唇をかみしめて

 シルバーウィークの一日を利用して帰省する。父が相変わらず入院しているので、そのお見舞いだ。代わる代わる泊まり込んでいる母や兄の話では、少しずつではあるが快方に向かっているようだが、まだ意識の混濁は続いているという。

 

 病院は市街地を少しはずれた、かつて田園地帯だった街にある。最寄り駅からは10分程度の道のりである。昼下がりのローカル線、下車する人が殆どいないなかで、僕の他に小学校3,4年生ぐらいと思われる少年が、駅に降り立った。病院まではほぼ一本道。どうやら少年も病院に向かっているのだろう、僕と同じ方向に歩き出す。
 途中、信号があった。
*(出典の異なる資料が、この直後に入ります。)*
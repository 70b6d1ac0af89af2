//! Per-host rollout progress and the store that persists it
//!
//! A host has a record exactly while it carries an HSTS header that is not
//! yet permanent. Records are created on activation, bumped on each
//! increase and deleted on promotion.

use chrono::{DateTime, TimeDelta, Utc};
use serde::{Deserialize, Serialize};
use std::collections::BTreeMap;
use std::time::Duration;

use autohsts_common::HostId;

use crate::error::{HstsError, StoreError};
use crate::schedule::StepSchedule;

/// Rollout progress for one virtual host
#[derive(Debug, Clone, PartialEq, Eq, Serialize, Deserialize)]
pub struct ProgressRecord {
    pub host_id: HostId,
    /// Schedule position currently written to the header
    pub current_index: usize,
    /// Increases applied since activation
    pub num_updates: usize,
    /// Activation or last increase
    pub last_updated: DateTime<Utc>,
}

impl ProgressRecord {
    /// Record for a freshly activated host
    pub fn new(host_id: HostId, now: DateTime<Utc>) -> Self {
        Self {
            host_id,
            current_index: 0,
            num_updates: 0,
            last_updated: now,
        }
    }

    /// Record after one more increase
    pub fn advanced(&self, now: DateTime<Utc>) -> Self {
        Self {
            host_id: self.host_id.clone(),
            current_index: self.current_index + 1,
            num_updates: self.num_updates + 1,
            last_updated: now,
        }
    }

    /// Whether at least `frequency` has elapsed since the last update
    pub fn gate_open(&self, now: DateTime<Utc>, frequency: Duration) -> bool {
        TimeDelta::from_std(frequency)
            .ok()
            .and_then(|delta| self.last_updated.checked_add_signed(delta))
            .is_some_and(|due| now >= due)
    }

    /// Reject records that disagree with themselves or with the schedule
    pub fn check(&self, schedule: &StepSchedule) -> Result<(), HstsError> {
        if self.num_updates != self.current_index {
            return Err(HstsError::InconsistentRecord {
                host: self.host_id.clone(),
                reason: format!(
                    "update count {} does not match schedule index {}",
                    self.num_updates, self.current_index
                ),
            });
        }

        if self.current_index > schedule.last_index() {
            return Err(HstsError::InconsistentRecord {
                host: self.host_id.clone(),
                reason: format!(
                    "schedule index {} is beyond the last step {}",
                    self.current_index,
                    schedule.last_index()
                ),
            });
        }

        Ok(())
    }
}

/// All tracked hosts, ordered by id
pub type ProgressMap = BTreeMap<HostId, ProgressRecord>;

/// Durable mapping from host id to progress record
///
/// `put` and `delete` stage changes that become durable on `commit`.
/// `fetch_all` reflects staged changes.
pub trait ProgressStore {
    fn fetch_all(&self) -> Result<ProgressMap, StoreError>;

    fn put(&mut self, host: &HostId, record: ProgressRecord) -> Result<(), StoreError>;

    fn delete(&mut self, host: &HostId) -> Result<(), StoreError>;

    fn commit(&mut self) -> Result<(), StoreError>;

    /// Drop staged changes and re-read the durable content
    fn reload(&mut self) -> Result<(), StoreError>;
}

/// In-memory progress store
#[derive(Debug, Default, Clone)]
pub struct MemoryProgressStore {
    staged: ProgressMap,
    committed: ProgressMap,
}

impl MemoryProgressStore {
    pub fn new() -> Self {
        Self::default()
    }

    /// Store whose initial content is already committed
    pub fn with_records(records: impl IntoIterator<Item = ProgressRecord>) -> Self {
        let map: ProgressMap = records
            .into_iter()
            .map(|r| (r.host_id.clone(), r))
            .collect();
        Self {
            staged: map.clone(),
            committed: map,
        }
    }

    /// Content as of the last commit
    pub fn committed(&self) -> &ProgressMap {
        &self.committed
    }
}

impl ProgressStore for MemoryProgressStore {
    fn fetch_all(&self) -> Result<ProgressMap, StoreError> {
        Ok(self.staged.clone())
    }

    fn put(&mut self, host: &HostId, record: ProgressRecord) -> Result<(), StoreError> {
        self.staged.insert(host.clone(), record);
        Ok(())
    }

    fn delete(&mut self, host: &HostId) -> Result<(), StoreError> {
        self.staged.remove(host);
        Ok(())
    }

    fn commit(&mut self) -> Result<(), StoreError> {
        self.committed = self.staged.clone();
        Ok(())
    }

    fn reload(&mut self) -> Result<(), StoreError> {
        self.staged = self.committed.clone();
        Ok(())
    }
}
田舎道に自動車の陰は全くなく、僕は赤信号を気に留めず渡ろうとした。しかし、僕の後ろを歩いている少年は、律儀に立ち止まるようだ。僕も仕方なく立ち止まる。青信号に変わると、少年は早足で歩き始める。すると、しばらくしてまた信号があり、そしてまた赤である。相変わらず自動車の陰すらないが、また少年は律儀に立ち止まる。

 横断歩道に並び視界に入ってくる少年の表情は、何かを決意したかのように唇を固くかみしめ、ただ病院をまっすぐに睨んでいる。

 一つの想念が浮かぶ。少年は神様と約束しているのかもしれない。お父さんかお母さんか、大切な家族が入院してから毎日、少年は一人で祈り続けているのかもしれない。「良い子でいるから、いいつけを守るから、病気から救ってください。」と。楽しいはずのシルバーウィークにたった一人で病院に向かう少年は、信号が変わると弾かれたようにかけだしていった。

 父は先日よりは元気になっているように見えた。帰り道、自動車も誰もこない赤信号で、僕も律儀に立ち止まるしかなかった。